Activation of adenosine A1 receptor (A1R) exerted tonic inhibition and contributed to spinal cord stimulation (SCS)-induced inhibition of C-local field potential (C-LFP) in SNI-t rats. (a) The schematic diagram for recording of spinal LFP to electrical test stimulation at the sciatic nerve, and for recording the antidromic sciatic compound action potential (CAP) evoked by epidural SCS in rats on Day 14 after SNI-t. (b) Representative trace for evoked LFP to A-fibre inputs (A-LFP) and C-fibre inputs (C-LFP). (c) Representative trace of sciatic antidromic CAP evoked by increasing intensity of SCS (single pulse). We determined online the current thresholds of SCS that elicited the first detectable Aα/β-waveform (Ab0), and the peak Aα/β-waveform (Ab1) without inducing the Aδ-waveform. (d) Timeline for LFP recording with spinal topical application of the vehicle, followed by DPCPX (50 μM, 100 μl). (e) Representative trace of spinal LFP before and 30 min after vehicle or DPCPX application. (f and g) The area under the curve (AUC) of C-LFP (f) and the amplitude of A-LFP (g) during each 5-min period after vehicle and DPCPX application was averaged for analysis. N=8 per group. (h) Protocol of examining the effects of SCS on LFP with spinal topical application of vehicle or DPCPX (50 μM, 100 μl, 10 min pretreatment). (i) Representative trace of LFP before and after SCS (50 Hz, 100% Ab1, 5 min) with the vehicle and DPCPX pretreatment. (j and k) The AUC of C-LFP (j) and the amplitude of A-LFP (k) during each 5-min period after SCS were averaged for analysis. N=8 per group. f–k: Two-way repeated measures analysis of variance with Bonferroni post hoc test. DPCPX, 8-cyclopentyl-1,3-dipropylxanthine; SNI-t, tibial-spared nerve injury. ∗P<0.05, ∗∗P<0.01 vs pre-drug and pre-SCS (time 0), #P<0.05, ###P<0.001 vs vehicle.
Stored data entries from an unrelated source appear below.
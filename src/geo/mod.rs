use crate::models::address::GeoPoint;

const EARTH_RADIUS_KM: f64 = 6_371.0;

pub fn haversine_km(a: &GeoPoint, b: &GeoPoint) -> f64 {
    let lat1 = a.lat.to_radians();
    let lat2 = b.lat.to_radians();
    let delta_lat = (b.lat - a.lat).to_radians();
    let delta_lng = (b.lng - a.lng).to_radians();

    let sin_lat = (delta_lat / 2.0).sin();
    let sin_lng = (delta_lng / 2.0).sin();

    let haversine = sin_lat * sin_lat + lat1.cos() * lat2.cos() * sin_lng * sin_lng;
    let central_angle = 2.0 * haversine.sqrt().asin();

    EARTH_RADIUS_KM * central_angle
}

#[cfg(test)]
mod tests {
    use super::haversine_km;
    use crate::models::address::GeoPoint;

    #[test]
    fn zero_distance_for_same_point() {
        let p = GeoPoint {
            lat: 53.5511,
            lng: 9.9937,
        };
        let distance = haversine_km(&p, &p);
        assert!(distance < 1e-9);
    }

    #[test]
    fn hamburg_to_berlin_is_around_255_km() {
        let hamburg = GeoPoint {
            lat: 53.5511,
            lng: 9.9937,
        };
        let berlin = GeoPoint {
            lat: 52.5200,
            lng: 13.4050,
        };
        let distance = haversine_km(&hamburg, &berlin);
        assert!((distance - 255.0).abs() < 5.0);
    }
}
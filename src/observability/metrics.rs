use prometheus::{
    Encoder, HistogramVec, IntCounter, IntCounterVec, Opts, Registry, TextEncoder,
};

#[derive(Clone)]
pub struct Metrics {
    registry: Registry,
    pub orders_created_total: IntCounterVec,
    pub reservation_conflicts_total: IntCounter,
    pub order_completions_total: IntCounterVec,
    pub reconciler_releases_total: IntCounterVec,
    pub order_creation_seconds: HistogramVec,
}

impl Metrics {
    pub fn new() -> Self {
        let registry = Registry::new();

        let orders_created_total = IntCounterVec::new(
            Opts::new("orders_created_total", "Order creations by outcome"),
            &["outcome"],
        )
        .expect("valid orders_created_total metric");

        let reservation_conflicts_total = IntCounter::new(
            "reservation_conflicts_total",
            "Reservations lost to a concurrent order",
        )
        .expect("valid reservation_conflicts_total metric");

        let order_completions_total = IntCounterVec::new(
            Opts::new("order_completions_total", "Order completions by trigger"),
            &["trigger"],
        )
        .expect("valid order_completions_total metric");

        let reconciler_releases_total = IntCounterVec::new(
            Opts::new(
                "reconciler_releases_total",
                "Availability rows repaired by the sweep",
            ),
            &["entity"],
        )
        .expect("valid reconciler_releases_total metric");

        let order_creation_seconds = HistogramVec::new(
            prometheus::HistogramOpts::new(
                "order_creation_seconds",
                "Latency of order creation in seconds",
            ),
            &["outcome"],
        )
        .expect("valid order_creation_seconds metric");

        registry
            .register(Box::new(orders_created_total.clone()))
            .expect("register orders_created_total");
        registry
            .register(Box::new(reservation_conflicts_total.clone()))
            .expect("register reservation_conflicts_total");
        registry
            .register(Box::new(order_completions_total.clone()))
            .expect("register order_completions_total");
        registry
            .register(Box::new(reconciler_releases_total.clone()))
            .expect("register reconciler_releases_total");
        registry
            .register(Box::new(order_creation_seconds.clone()))
            .expect("register order_creation_seconds");

        Self {
            registry,
            orders_created_total,
            reservation_conflicts_total,
            order_completions_total,
            reconciler_releases_total,
            order_creation_seconds,
        }
    }

    pub fn encode(&self) -> Result<String, String> {
        let metric_families = self.registry.gather();
        let mut buffer = Vec::new();

        TextEncoder::new()
            .encode(&metric_families, &mut buffer)
            .map_err(|err| format!("failed to encode metrics: {err}"))?;

        String::from_utf8(buffer).map_err(|err| format!("metrics are not valid utf8: {err}"))
    }
}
We next examined whether activation of A1R also contributes to SCS-induced inhibition of C-LFP. To select the intensity of SCS, SCS that results in a peak Aα/β-waveform without inducing an Aδ-waveform (Ab1) was first determined in each experiment by recording the sciatic compound action potentials (Fig. 2c), as shown previously.11,28 Compared with the pre-SCS baseline, the first SCS (50 Hz, 100% Ab1, 5 min, with vehicle pretreatment) significantly decreased C-LFP at 5 min and 10 min post-SCS, but did not affect A-LFP (Fig. 2h–k). However, inhibition of C-LFP by the second SCS with DPCPX pretreatment (50 μM, 100 μl) was diminished (Fig. 2i and j, average C-LFP post-SCS, DPCPX vs vehicle: 1.06 (0.04) vs 0.79 (0.06), P=0.046). In separate experiments, we confirmed that the inhibition of C-LFP by the second SCS with vehicle pretreatment was comparable to that from the first SCS (Supplementary Fig. S1). Collectively, these findings suggest that DPCPX blocked the inhibition of C-LFP by SCS.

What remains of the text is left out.